Sell Now and Get Up to $200 for Your Dated Galaxy S III
If you have an out-of-contract 16GB Galaxy S III in White that's in close-to-mint condition, you could pocket up to $200 (after applicable fees), according to Glyde, a trade-in service that sells devices on your behalf; each carrier fetches a different rate, with AT&T boasting the highest value and Verizon the lowest at $160. By comparison, selling an AT&T-branded Galaxy S III on Amazon Trade-In nets you $125 in Amazon credits, whereas selling on Gazelle gets you $115. According to Glyde, even a Galaxy S2 could score you up to $90.
If you're a Galaxy S4 owner, your 16GB S4 will go for a heftier $280 on Glyde. However, since that phone isn't yet a year old, you might still be under contract. Should that be the case, you could use your contract to your advantage. T-Mobile, for instance, is buying out contracts for new customers who switch to the magenta network. Likewise, Verizon is rumored to be offering a $100 gift card and waiving activation fees for new customers as well. Both promotions have their pros and cons, and they won't work for every scenario, so we recommend re-examining your mobile contract and crunching a few numbers before blindly making any leaps to a new network.
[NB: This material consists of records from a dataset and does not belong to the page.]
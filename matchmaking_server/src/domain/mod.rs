// Domain layer: players, pairing rules and the matchmaking pool.

pub mod errors;
pub mod player;
pub mod pool;
pub mod ports;
pub mod rules;

pub use errors::PoolError;
pub use player::{Player, PlayerId, Region, Timestamp, WaitingPlayer};
pub use pool::{Candidate, MatchPool, Pairing};
pub use rules::{MatchReason, MatchRules};
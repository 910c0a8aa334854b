use crate::domain::player::{Timestamp, WaitingPlayer};
use std::time::Duration;

pub const DEFAULT_SKILL_TOLERANCE: u32 = 10;
pub const DEFAULT_LONG_WAIT_THRESHOLD: Duration = Duration::from_secs(30);

/// Why a pair of waiting players was accepted.
#[derive(Debug, Clone, Copy, PartialEq, Eq)]
pub enum MatchReason {
    /// Skill within tolerance and same region.
    SkillAndRegion,
    /// Waited past the long-wait threshold.
    LongWait,
}

impl MatchReason {
    pub fn as_str(self) -> &'static str {
        match self {
            MatchReason::SkillAndRegion => "skill_and_region",
            MatchReason::LongWait => "long_wait",
        }
    }
}

/// Pairing rules for a single pool.
#[derive(Debug, Clone, Copy, PartialEq, Eq)]
pub struct MatchRules {
    /// Largest accepted absolute skill difference.
    pub skill_tolerance: u32,
    /// Wait after which a player becomes eligible for priority matching.
    pub long_wait_threshold: Duration,
    /// When true both players must have waited long; otherwise one is enough.
    pub both_must_wait_long: bool,
}

impl Default for MatchRules {
    fn default() -> Self {
        Self {
            skill_tolerance: DEFAULT_SKILL_TOLERANCE,
            long_wait_threshold: DEFAULT_LONG_WAIT_THRESHOLD,
            both_must_wait_long: true,
        }
    }
}

impl MatchRules {
    pub fn has_waited_long(&self, player: &WaitingPlayer, now: Timestamp) -> bool {
        player.waited(now) >= self.long_wait_threshold
    }

    // Decide whether two players may be paired at `now`, and on what grounds.
    pub fn evaluate(
        &self,
        a: &WaitingPlayer,
        b: &WaitingPlayer,
        now: Timestamp,
    ) -> Option<MatchReason> {
        let skill_diff = a.skill_level().abs_diff(b.skill_level());
        if skill_diff <= self.skill_tolerance && a.region() == b.region() {
            return Some(MatchReason::SkillAndRegion);
        }

        let long_a = self.has_waited_long(a, now);
        let long_b = self.has_waited_long(b, now);
        let long_wait = if self.both_must_wait_long {
            long_a && long_b
        } else {
            long_a || long_b
        };

        long_wait.then_some(MatchReason::LongWait)
    }
}
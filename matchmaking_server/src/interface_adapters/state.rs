use crate::domain::Timestamp;
use crate::domain::ports::Clock;
use crate::use_cases::MatchmakerHandle;
use std::time::{SystemTime, UNIX_EPOCH};

// Shared application state for the HTTP handlers.
pub struct AppState {
    pub matchmaker: MatchmakerHandle,
}

// System clock adapter used by the matchmaker.
#[derive(Clone)]
pub struct SystemClock;

impl Clock for SystemClock {
    fn now(&self) -> Timestamp {
        let millis = SystemTime::now()
            .duration_since(UNIX_EPOCH)
            .unwrap_or_default()
            .as_millis();
        Timestamp::from_epoch_millis(u64::try_from(millis).unwrap_or(u64::MAX))
    }
}
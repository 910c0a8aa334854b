// Frameworks layer: configuration and server bootstrap.

pub mod config;
pub mod server;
Snatch a Deal Before Your Phone Ships, or Save 50% in 2 Months
Contrary to popular belief, deals on smartphones are easy to find, especially for Galaxy phones. For instance, just two months after its release, retailers took 50% off the full price of the Galaxy S III. Following in the S III's footsteps, the S4 saw multiple pre-order deals from the likes of Walmart and Fry's, each taking as much as 25% off the carrier's price. Two months later, retailers shaved 50% off the full price of the phone.
While it's not fully guaranteed, it's highly likely that the Galaxy S5 will follow a similar trajectory with pre-order promotions that take up to 25% off the phone's retail price, and more aggressive 50% off promotions two months after its debut.
So whether you decide to trade-in your old phone, take advantage of a mobile carrier promotion, or wait a few months for the S5 to drop in price, there's no reason you should ever pay full price for a new phone — even if it's as popular as the Galaxy S5. With a little patience and some planning, you can score an S5 for almost nothing.
Readers, are you waiting for the S5 to debut before buying a new phone?